Collected data:
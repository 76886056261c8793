//! Best-effort "ping" nudges.
//!
//! A ping is a one-tap "thinking of you" notification. It is explicitly
//! non-critical: a failed ping is logged and absorbed, never retried and
//! never surfaced as an error. The transport is abstract; a deployment wires
//! in whatever push mechanism it has.

use std::future::Future;

use tracing::{debug, warn};

use dogfood_shared::{DogfoodError, UserId};

/// Delivery mechanism for pings.
pub trait PingTransport: Send + Sync {
    fn send_ping(
        &self,
        from: UserId,
        to: UserId,
    ) -> impl Future<Output = Result<(), DogfoodError>> + Send;
}

/// Fire-and-forget ping sender for one authenticated user.
pub struct PingSender<T> {
    transport: T,
    user: UserId,
}

impl<T: PingTransport> PingSender<T> {
    pub fn new(transport: T, user: UserId) -> Self {
        Self { transport, user }
    }

    /// Send a ping to the partner. Always succeeds from the caller's point
    /// of view; a transport failure means the ping simply is not delivered.
    pub async fn ping(&self, partner: UserId) {
        match self.transport.send_ping(self.user, partner).await {
            Ok(()) => debug!(from = %self.user, to = %partner, "ping sent"),
            Err(e) => warn!(from = %self.user, to = %partner, error = %e, "ping not delivered"),
        }
    }
}

#[cfg(test)]
mod tests {
    use super::*;
    use std::sync::atomic::{AtomicUsize, Ordering};
    use std::sync::Arc;

    struct FlakyTransport {
        attempts: Arc<AtomicUsize>,
    }

    impl PingTransport for FlakyTransport {
        async fn send_ping(&self, _from: UserId, _to: UserId) -> Result<(), DogfoodError> {
            let n = self.attempts.fetch_add(1, Ordering::SeqCst);
            if n % 2 == 0 {
                Err(DogfoodError::Feed("push service down".into()))
            } else {
                Ok(())
            }
        }
    }

    #[tokio::test]
    async fn failures_are_absorbed() {
        let attempts = Arc::new(AtomicUsize::new(0));
        let sender = PingSender::new(
            FlakyTransport {
                attempts: attempts.clone(),
            },
            UserId::new(),
        );

        // Both calls return normally; the failure is invisible to the caller
        // and there is no retry.
        sender.ping(UserId::new()).await;
        sender.ping(UserId::new()).await;
        assert_eq!(attempts.load(Ordering::SeqCst), 2);
    }
}
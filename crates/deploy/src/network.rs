//! Static per-network deployment parameters, keyed by chain ID.

use alloy_core::primitives::{Address, B256, address, b256};

/// Chain IDs treated as local development networks.
///
/// On these chains the VRF coordinator is mocked, the deployer account comes
/// from the node's unlocked accounts, and explorer verification is skipped.
pub const DEV_CHAIN_IDS: &[u64] = &[31337, 1337];

/// Returns true if the chain ID belongs to a local development network.
pub fn is_development_chain(chain_id: u64) -> bool {
    DEV_CHAIN_IDS.contains(&chain_id)
}

/// Deployment parameters for one supported network.
///
/// Live networks carry the canonical Chainlink VRF coordinator address;
/// development networks get a mock coordinator plus a fresh subscription at
/// deploy time. The subscription ID is never pinned in the table: on live
/// networks it must be supplied per deployment.
#[derive(Debug, Clone, Copy, PartialEq, Eq)]
pub struct NetworkConfig {
    /// Human-readable network name, used for the deployments directory.
    pub name: &'static str,
    /// The chain ID this entry applies to.
    pub chain_id: u64,
    /// Raffle entrance fee in wei.
    pub entrance_fee: u128,
    /// VRF gas lane (key hash) identifying the maximum gas price to pay.
    pub gas_lane: B256,
    /// Gas limit for the VRF fulfillment callback.
    pub callback_gas_limit: u32,
    /// Seconds between raffle upkeep rounds.
    pub interval_secs: u64,
    /// VRF coordinator address (None on development chains).
    pub vrf_coordinator: Option<Address>,
    /// VRF subscription ID. Always None in the table; live networks require
    /// an explicit per-deployment value, development chains mock one.
    pub subscription_id: Option<u64>,
    /// Block confirmations to wait for after each deployment transaction.
    pub block_confirmations: u64,
}

/// [`NetworkConfig`] for the Sepolia testnet.
pub const SEPOLIA: NetworkConfig = NetworkConfig {
    name: "sepolia",
    chain_id: 11155111,
    // 0.01 ETH
    entrance_fee: 10_000_000_000_000_000,
    // 30 gwei key hash
    gas_lane: b256!("474e34a077df58807dbe9c96d3c009b23b3c6d0cce433e59bbf5b34f823bc56c"),
    callback_gas_limit: 500_000,
    interval_secs: 30,
    vrf_coordinator: Some(address!("8103B0A8A00be2DDC778e6e7eaa21791Cd364625")),
    subscription_id: None,
    block_confirmations: 6,
};

/// [`NetworkConfig`] for a local development chain (Anvil / Hardhat).
pub const LOCAL: NetworkConfig = NetworkConfig {
    name: "localhost",
    chain_id: 31337,
    entrance_fee: 10_000_000_000_000_000,
    // The mock coordinator ignores the gas lane; any value works.
    gas_lane: b256!("474e34a077df58807dbe9c96d3c009b23b3c6d0cce433e59bbf5b34f823bc56c"),
    callback_gas_limit: 500_000,
    interval_secs: 30,
    vrf_coordinator: None,
    subscription_id: None,
    block_confirmations: 1,
};

/// All supported networks.
pub const SUPPORTED_NETWORKS: &[NetworkConfig] = &[SEPOLIA, LOCAL];

impl NetworkConfig {
    /// Lookup the deployment parameters for a chain ID.
    pub fn from_chain_id(chain_id: u64) -> Option<NetworkConfig> {
        SUPPORTED_NETWORKS
            .iter()
            .find(|net| net.chain_id == chain_id)
            .copied()
    }

    /// Returns true if this entry describes a development network.
    pub fn is_development(&self) -> bool {
        is_development_chain(self.chain_id)
    }
}

#[cfg(test)]
mod tests {
    use super::*;

    #[test]
    fn test_every_network_has_complete_parameters() {
        for net in SUPPORTED_NETWORKS {
            assert!(!net.name.is_empty());
            assert!(net.chain_id != 0, "{}: zero chain id", net.name);
            assert!(net.entrance_fee > 0, "{}: zero entrance fee", net.name);
            assert!(net.gas_lane != B256::ZERO, "{}: empty gas lane", net.name);
            assert!(net.callback_gas_limit > 0, "{}: zero callback gas", net.name);
            assert!(net.interval_secs > 0, "{}: zero interval", net.name);
            assert!(net.block_confirmations >= 1, "{}: zero confirmations", net.name);
        }
    }

    #[test]
    fn test_live_networks_have_coordinator() {
        for net in SUPPORTED_NETWORKS {
            if !net.is_development() {
                assert!(
                    net.vrf_coordinator.is_some(),
                    "{}: live network without VRF coordinator",
                    net.name
                );
            } else {
                assert!(net.vrf_coordinator.is_none());
            }
        }
    }

    #[test]
    fn test_no_network_pins_a_subscription_id() {
        // A table default would wire live deployments to a subscription the
        // deployer does not own; the ID must always come from the run.
        for net in SUPPORTED_NETWORKS {
            assert!(
                net.subscription_id.is_none(),
                "{}: subscription id pinned in the table",
                net.name
            );
        }
    }

    #[test]
    fn test_from_chain_id() {
        assert_eq!(NetworkConfig::from_chain_id(11155111), Some(SEPOLIA));
        assert_eq!(NetworkConfig::from_chain_id(31337), Some(LOCAL));
        assert_eq!(NetworkConfig::from_chain_id(1), None);
    }

    #[test]
    fn test_development_chain_detection() {
        assert!(is_development_chain(31337));
        assert!(is_development_chain(1337));
        assert!(!is_development_chain(11155111));
        assert!(!is_development_chain(1));
    }

    #[test]
    fn test_confirmation_policy() {
        assert_eq!(LOCAL.block_confirmations, 1);
        assert_eq!(SEPOLIA.block_confirmations, 6);
    }
}
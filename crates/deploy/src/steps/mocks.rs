//! Mock VRF coordinator setup for development chains.
//!
//! Deploys `VRFCoordinatorV2Mock`, creates a subscription, and funds it, so
//! the raffle can request randomness without live oracle infrastructure.

use std::path::Path;

use alloy_core::primitives::{Address, U256};
use anyhow::{Context, Result};

use crate::abi::{self, Token};
use crate::artifact::Artifact;
use crate::eth::{EthClient, TxReceipt};
use crate::network::NetworkConfig;

use super::{StepOutcome, deploy_contract};

/// Contract name of the mock coordinator artifact.
pub const MOCK_COORDINATOR_CONTRACT: &str = "VRFCoordinatorV2Mock";

/// Flat fee the mock charges per request: 0.25 LINK in juels.
pub const BASE_FEE: u128 = 250_000_000_000_000_000;

/// LINK per gas used by the mock to price fulfillment: 1 gwei.
pub const GAS_PRICE_LINK: u128 = 1_000_000_000;

/// Amount the fresh subscription is funded with: 30 LINK in juels.
pub const SUBSCRIPTION_FUND_AMOUNT: u128 = 30_000_000_000_000_000_000;

/// Event emitted by the coordinator when a subscription is created.
const SUBSCRIPTION_CREATED_EVENT: &str = "SubscriptionCreated(uint64,address)";

/// Result of the mocks step: everything the raffle step needs.
#[derive(Debug, Clone)]
pub struct MockVrfSetup {
    /// Address of the (deployed or reused) mock coordinator.
    pub coordinator: Address,
    /// ID of the freshly created and funded subscription.
    pub subscription_id: u64,
    /// The coordinator deployment outcome.
    pub outcome: StepOutcome,
}

/// Run the mocks step: deploy the coordinator, create and fund a subscription.
pub async fn run(
    eth: &EthClient,
    from: Address,
    artifacts_dir: &Path,
    outdata: &Path,
    net: &NetworkConfig,
    redeploy: bool,
) -> Result<MockVrfSetup> {
    tracing::info!("Local network detected! Deploying mocks...");

    let artifact = Artifact::load(artifacts_dir, MOCK_COORDINATOR_CONTRACT)?;
    let constructor_args = abi::encode_tokens(&[
        Token::Uint(U256::from(BASE_FEE)),
        Token::Uint(U256::from(GAS_PRICE_LINK)),
    ]);

    let outcome = deploy_contract(
        eth,
        from,
        &artifact,
        &constructor_args,
        net,
        outdata,
        redeploy,
    )
    .await?;
    let coordinator: Address = outcome
        .record
        .address
        .parse()
        .context("Recorded coordinator address is invalid")?;

    // A fresh subscription is created on every run, even when the
    // coordinator deployment itself was reused.
    let subscription_id = create_subscription(eth, from, coordinator, net).await?;
    fund_subscription(eth, from, coordinator, subscription_id, net).await?;

    tracing::info!(
        coordinator = %outcome.record.address,
        subscription_id,
        "Mock VRF coordinator ready"
    );

    Ok(MockVrfSetup {
        coordinator,
        subscription_id,
        outcome,
    })
}

/// Create a VRF subscription and return its ID from the emitted event.
async fn create_subscription(
    eth: &EthClient,
    from: Address,
    coordinator: Address,
    net: &NetworkConfig,
) -> Result<u64> {
    let data = abi::encode_call("createSubscription()", &[]);
    let (tx_hash, receipt) = eth
        .send_and_confirm(from, Some(coordinator), U256::ZERO, data, net.block_confirmations)
        .await
        .context("Failed to create VRF subscription")?;

    let subscription_id = parse_subscription_id(&receipt)
        .with_context(|| format!("No SubscriptionCreated event in receipt of {}", tx_hash))?;

    tracing::debug!(subscription_id, tx_hash = %tx_hash, "VRF subscription created");
    Ok(subscription_id)
}

/// Fund the subscription with [`SUBSCRIPTION_FUND_AMOUNT`].
async fn fund_subscription(
    eth: &EthClient,
    from: Address,
    coordinator: Address,
    subscription_id: u64,
    net: &NetworkConfig,
) -> Result<()> {
    let data = abi::encode_call(
        "fundSubscription(uint64,uint96)",
        &[
            Token::Uint(U256::from(subscription_id)),
            Token::Uint(U256::from(SUBSCRIPTION_FUND_AMOUNT)),
        ],
    );
    eth.send_and_confirm(from, Some(coordinator), U256::ZERO, data, net.block_confirmations)
        .await
        .context("Failed to fund VRF subscription")?;

    tracing::debug!(subscription_id, amount = SUBSCRIPTION_FUND_AMOUNT, "VRF subscription funded");
    Ok(())
}

/// Register a consumer contract on the subscription so its randomness
/// requests are accepted.
pub async fn add_consumer(
    eth: &EthClient,
    from: Address,
    coordinator: Address,
    subscription_id: u64,
    consumer: Address,
    net: &NetworkConfig,
) -> Result<()> {
    let data = abi::encode_call(
        "addConsumer(uint64,address)",
        &[
            Token::Uint(U256::from(subscription_id)),
            Token::Address(consumer),
        ],
    );
    eth.send_and_confirm(from, Some(coordinator), U256::ZERO, data, net.block_confirmations)
        .await
        .context("Failed to register VRF consumer")?;

    tracing::info!(consumer = %format!("{:#x}", consumer), subscription_id, "VRF consumer registered");
    Ok(())
}

/// Extract the subscription ID from the `SubscriptionCreated(uint64 indexed
/// subId, address owner)` log of a receipt. The ID is the first indexed
/// topic.
fn parse_subscription_id(receipt: &TxReceipt) -> Result<u64> {
    let topic0 = format!("0x{}", hex::encode(abi::event_topic(SUBSCRIPTION_CREATED_EVENT)));

    for log in &receipt.logs {
        let Some(first) = log.topics.first() else {
            continue;
        };
        if !first.eq_ignore_ascii_case(&topic0) {
            continue;
        }
        let sub_id_topic = log
            .topics
            .get(1)
            .context("SubscriptionCreated log is missing the subId topic")?;
        let digits = sub_id_topic.trim_start_matches("0x");
        // The uint64 lives in the low-order bytes of the 32-byte topic.
        let tail = &digits[digits.len().saturating_sub(16)..];
        return u64::from_str_radix(tail, 16)
            .with_context(|| format!("Invalid subId topic: {}", sub_id_topic));
    }

    anyhow::bail!("Receipt contains no SubscriptionCreated event")
}

#[cfg(test)]
mod tests {
    use super::*;
    use crate::eth::LogEntry;

    fn subscription_receipt(topics: Vec<String>) -> TxReceipt {
        serde_json::from_value(serde_json::json!({
            "status": "0x1",
            "blockNumber": "0x1",
            "contractAddress": null,
            "logs": [],
        }))
        .map(|mut receipt: TxReceipt| {
            receipt.logs = vec![LogEntry {
                address: "0x5fbdb2315678afecb367f032d93f642f64180aa3".to_string(),
                topics,
                data: "0x".to_string(),
            }];
            receipt
        })
        .unwrap()
    }

    fn subscription_created_topic0() -> String {
        format!(
            "0x{}",
            hex::encode(abi::event_topic(SUBSCRIPTION_CREATED_EVENT))
        )
    }

    #[test]
    fn test_parse_subscription_id() {
        let receipt = subscription_receipt(vec![
            subscription_created_topic0(),
            "0x0000000000000000000000000000000000000000000000000000000000000001".to_string(),
            "0x000000000000000000000000f39fd6e51aad88f6f4ce6ab8827279cfffb92266".to_string(),
        ]);
        assert_eq!(parse_subscription_id(&receipt).unwrap(), 1);
    }

    #[test]
    fn test_parse_subscription_id_large_value() {
        let receipt = subscription_receipt(vec![
            subscription_created_topic0(),
            "0x00000000000000000000000000000000000000000000000000000000deadbeef".to_string(),
        ]);
        assert_eq!(parse_subscription_id(&receipt).unwrap(), 0xdeadbeef);
    }

    #[test]
    fn test_parse_subscription_id_ignores_other_events() {
        let receipt = subscription_receipt(vec![
            // A different event topic entirely.
            format!("0x{}", hex::encode(abi::event_topic("Transfer(address,address,uint256)"))),
            "0x0000000000000000000000000000000000000000000000000000000000000005".to_string(),
        ]);
        assert!(parse_subscription_id(&receipt).is_err());
    }

    #[test]
    fn test_mock_constant_denominations() {
        // BASE_FEE is 0.25 LINK in juels, the fund amount 30.
        assert_eq!(BASE_FEE * 4, 10u128.pow(18));
        assert_eq!(SUBSCRIPTION_FUND_AMOUNT, 30 * 10u128.pow(18));
        assert_eq!(GAS_PRICE_LINK, 10u128.pow(9));
    }
}
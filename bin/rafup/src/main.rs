//! rafup is a CLI tool to deploy the VRF-backed Raffle contracts in a few clicks.

mod cli;

use std::path::{Path, PathBuf};

use anyhow::{Context, Result};
use clap::Parser;
use figment::{
    Figment,
    providers::{Env, Format, Toml},
};

use alloy_signer_local::{MnemonicBuilder, PrivateKeySigner, coins_bip39::English};
use cli::{Cli, OutData};
use rafup_deploy::{DeployOptions, Deployer, DeployerBuilder, OutDataPath, RAFUP_CONF_FILENAME};

#[tokio::main]
async fn main() -> Result<()> {
    let cli = Cli::parse();

    // Initialize the logger.
    tracing_subscriber::fmt()
        .with_max_level(cli.verbosity)
        .init();

    let opts = DeployOptions {
        redeploy: cli.redeploy,
        signer: resolve_signer(&cli)?,
        etherscan_api_key: cli.etherscan_api_key.clone(),
    };

    // If a config file is provided, load it and deploy.
    if let Some(config_path) = &cli.config {
        let deployer = load_config(Path::new(config_path))?;

        tracing::info!(
            config_path = %config_path,
            network = %deployer.network_name,
            chain_id = deployer.chain_id,
            outdata = %deployer.outdata.display(),
            "Loading deployment from config file..."
        );

        deployer.deploy(opts).await?;

        return Ok(());
    }

    // Otherwise, create a new deployment from CLI arguments.
    let rpc_url = cli.rpc_provider.to_rpc_url(cli.network)?;

    let mut builder = DeployerBuilder::new(cli.network.to_chain_id())
        .rpc_url(rpc_url)
        .tags(cli.tags.clone())
        .artifacts_dir(cli.artifacts.clone())
        .verify(!cli.skip_verify)
        .subscription_id(cli.subscription_id)
        .confirmations(cli.confirmations);

    // Set the deployment name if provided.
    if let Some(name) = cli.deployment_name {
        builder = builder.network_name(name);
    }

    // Set the output data path if provided.
    if let Some(outdata) = cli.outdata {
        let outdata_path = match outdata {
            OutData::TempDir => OutDataPath::TempDir,
            OutData::Path(path) => OutDataPath::Path(PathBuf::from(path)),
        };
        builder = builder.outdata(outdata_path);
    }

    // Build the deployer configuration.
    let deployer = builder.build()?;

    // Save the configuration to Rafup.toml before deploying.
    deployer.save_config()?;

    deployer.deploy(opts).await?;

    Ok(())
}

/// Load a saved configuration, layering `RAFUP_CONF_`-prefixed environment
/// variables over the TOML file.
fn load_config(path: &Path) -> Result<Deployer> {
    let config_path = if path.is_dir() {
        path.join(RAFUP_CONF_FILENAME)
    } else {
        path.to_path_buf()
    };

    if !config_path.exists() {
        anyhow::bail!("Configuration file not found: {}", config_path.display());
    }

    Figment::new()
        .merge(Toml::file(&config_path))
        .merge(Env::prefixed("RAFUP_CONF_"))
        .extract()
        .with_context(|| format!("Failed to load configuration from {}", config_path.display()))
}

/// Resolve the local signer from CLI-provided key material, if any.
fn resolve_signer(cli: &Cli) -> Result<Option<PrivateKeySigner>> {
    if let Some(ref key) = cli.private_key {
        let signer: PrivateKeySigner = key
            .trim()
            .parse()
            .context("Invalid private key (expected 32-byte hex)")?;
        return Ok(Some(signer));
    }

    if let Some(ref mnemonic) = cli.mnemonic {
        let signer = MnemonicBuilder::<English>::default()
            .phrase(mnemonic.trim())
            .index(0)?
            .build()
            .context("Invalid mnemonic phrase")?;
        return Ok(Some(signer));
    }

    Ok(None)
}
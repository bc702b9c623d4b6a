//! Tag-selected deployment steps.
//!
//! `mocks` prepares the VRF coordinator mock on development chains, `raffle`
//! deploys the main contract.

pub mod mocks;
pub mod raffle;

use std::path::Path;

use alloy_core::primitives::U256;
use anyhow::{Context, Result};

use crate::artifact::Artifact;
use crate::eth::EthClient;
use crate::network::NetworkConfig;
use crate::record::{ConfigHash, DeploymentRecord};

/// Outcome of a single contract deployment step.
#[derive(Debug, Clone)]
pub struct StepOutcome {
    pub record: DeploymentRecord,
    /// True when an existing, still-valid deployment was reused.
    pub reused: bool,
}

/// Deploy one contract, or reuse the recorded deployment when its
/// configuration hash still matches and `redeploy` was not requested.
pub(crate) async fn deploy_contract(
    eth: &EthClient,
    from: alloy_core::primitives::Address,
    artifact: &Artifact,
    constructor_args: &[u8],
    net: &NetworkConfig,
    outdata: &Path,
    redeploy: bool,
) -> Result<StepOutcome> {
    let creation_code = artifact.creation_code()?;
    let config_hash = ConfigHash::new(net.chain_id, constructor_args, &creation_code).compute();

    if !redeploy {
        if let Some(record) = DeploymentRecord::load(outdata, net.name, &artifact.contract_name)? {
            if record.is_reusable(&config_hash) {
                tracing::info!(
                    contract = %artifact.contract_name,
                    address = %record.address,
                    "Existing deployment matches configuration, skipping"
                );
                return Ok(StepOutcome {
                    record,
                    reused: true,
                });
            }
            tracing::info!(
                contract = %artifact.contract_name,
                "Existing deployment is stale (configuration changed), redeploying"
            );
        }
    }

    let mut init_code = creation_code;
    init_code.extend_from_slice(constructor_args);

    tracing::info!(
        contract = %artifact.contract_name,
        init_code_len = init_code.len(),
        "Deploying contract..."
    );

    let (tx_hash, receipt) = eth
        .send_and_confirm(from, None, U256::ZERO, init_code, net.block_confirmations)
        .await
        .with_context(|| format!("Failed to deploy {}", artifact.contract_name))?;

    let address = receipt.created_address()?;
    let record = DeploymentRecord::new(
        artifact.contract_name.clone(),
        format!("{:#x}", address),
        tx_hash,
        receipt.block_number()?,
        constructor_args,
        config_hash,
    );
    record.save(outdata, net.name)?;

    tracing::info!(
        contract = %artifact.contract_name,
        address = %record.address,
        block = record.block_number,
        "Contract deployed"
    );

    Ok(StepOutcome {
        record,
        reused: false,
    })
}
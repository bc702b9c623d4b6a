//! Shared JSON-RPC utilities for talking to an Ethereum node.

use std::time::Duration;

use anyhow::Context;
use serde::de::DeserializeOwned;
use serde_json::Value;

/// Default timeout for a single RPC request.
const DEFAULT_TIMEOUT: Duration = Duration::from_secs(10);

/// Default interval between polling attempts when waiting on a condition.
const DEFAULT_POLL_INTERVAL: Duration = Duration::from_secs(1);

/// Create an HTTP client configured for JSON-RPC requests.
pub fn create_client() -> Result<reqwest::Client, anyhow::Error> {
    reqwest::Client::builder()
        .timeout(DEFAULT_TIMEOUT)
        .build()
        .context("Failed to create HTTP client")
}

/// Make a JSON-RPC call and deserialize the result.
///
/// Returns an error if the request failed, the node returned an `error`
/// object, or the `result` field could not be deserialized.
pub async fn json_rpc_call<T: DeserializeOwned>(
    client: &reqwest::Client,
    url: &str,
    method: &str,
    params: Vec<Value>,
) -> Result<T, anyhow::Error> {
    let response = client
        .post(url)
        .json(&serde_json::json!({
            "jsonrpc": "2.0",
            "method": method,
            "params": params,
            "id": 1
        }))
        .send()
        .await
        .with_context(|| format!("Failed to send {} request", method))?;

    let result: Value = response
        .json()
        .await
        .with_context(|| format!("Failed to parse {} response", method))?;

    if let Some(error) = result.get("error") {
        anyhow::bail!(
            "RPC error from {}: {}",
            method,
            error
                .get("message")
                .and_then(|m| m.as_str())
                .unwrap_or("unknown")
        );
    }

    let result_value = result
        .get("result")
        .context("No result in response")?
        .clone();

    serde_json::from_value(result_value)
        .with_context(|| format!("Failed to deserialize {} result", method))
}

/// Parse a `0x`-prefixed hex quantity (as returned by the JSON-RPC quantity
/// encoding) into a u64.
pub fn parse_quantity(hex_quantity: &str) -> Result<u64, anyhow::Error> {
    let digits = hex_quantity.trim_start_matches("0x");
    u64::from_str_radix(digits, 16)
        .with_context(|| format!("Invalid hex quantity: {}", hex_quantity))
}

/// Format a u64 as a JSON-RPC hex quantity.
pub fn to_quantity(value: u64) -> String {
    format!("0x{:x}", value)
}

/// Wait for a condition by repeatedly calling a check function.
///
/// Returns `Ok(())` once the check passes, or an error after `timeout_secs`.
pub async fn wait_until_ready<F, Fut>(
    name: &str,
    timeout_secs: u64,
    check_fn: F,
) -> Result<(), anyhow::Error>
where
    F: Fn() -> Fut,
    Fut: std::future::Future<Output = Result<(), anyhow::Error>>,
{
    let start = std::time::Instant::now();
    let max_duration = Duration::from_secs(timeout_secs);

    loop {
        if start.elapsed() > max_duration {
            anyhow::bail!("Timeout waiting for {}", name);
        }

        match check_fn().await {
            Ok(()) => return Ok(()),
            Err(e) => {
                tracing::trace!(error = %e, target = %name, "Check failed, retrying...");
            }
        }

        tokio::time::sleep(DEFAULT_POLL_INTERVAL).await;
    }
}

#[cfg(test)]
mod tests {
    use super::*;

    #[test]
    fn test_parse_quantity() {
        assert_eq!(parse_quantity("0x0").unwrap(), 0);
        assert_eq!(parse_quantity("0x10").unwrap(), 16);
        assert_eq!(parse_quantity("0xaa36a7").unwrap(), 11155111);
        // Missing prefix is still accepted as bare hex
        assert_eq!(parse_quantity("ff").unwrap(), 255);
        assert!(parse_quantity("0xzz").is_err());
        assert!(parse_quantity("").is_err());
    }

    #[test]
    fn test_to_quantity() {
        assert_eq!(to_quantity(0), "0x0");
        assert_eq!(to_quantity(16), "0x10");
        assert_eq!(to_quantity(11155111), "0xaa36a7");
    }

    #[test]
    fn test_quantity_round_trip() {
        for value in [0u64, 1, 31337, 11155111, u64::MAX] {
            assert_eq!(parse_quantity(&to_quantity(value)).unwrap(), value);
        }
    }
}
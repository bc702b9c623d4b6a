//! rafup-deploy - Deployment library for the Raffle lottery contracts.
//!
//! This crate drives the deployment of a VRF-backed Raffle contract against an
//! Ethereum JSON-RPC endpoint: network-keyed parameter lookup, mock VRF
//! coordinator setup on development chains, the main contract deployment, and
//! optional block-explorer verification.

mod deployer;
pub use deployer::{DeployOptions, DeployTag, Deployer, RAFUP_CONF_FILENAME};

mod builder;
pub use builder::{DeployerBuilder, OutDataPath};

pub mod abi;
pub mod artifact;
pub mod eth;
pub mod network;
pub mod record;
pub mod rpc;
pub mod steps;
pub mod tx;
pub mod verify;

pub use artifact::Artifact;
pub use eth::EthClient;
pub use network::{NetworkConfig, is_development_chain};
pub use record::DeploymentRecord;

- WHAT IS NEEDED -
If a line above holds the string "explorer", return it as it stands.

- WORKED SOLUTION -
/// from the node's unlocked accounts, and explorer verification is skipped.
//! optional block-explorer verification.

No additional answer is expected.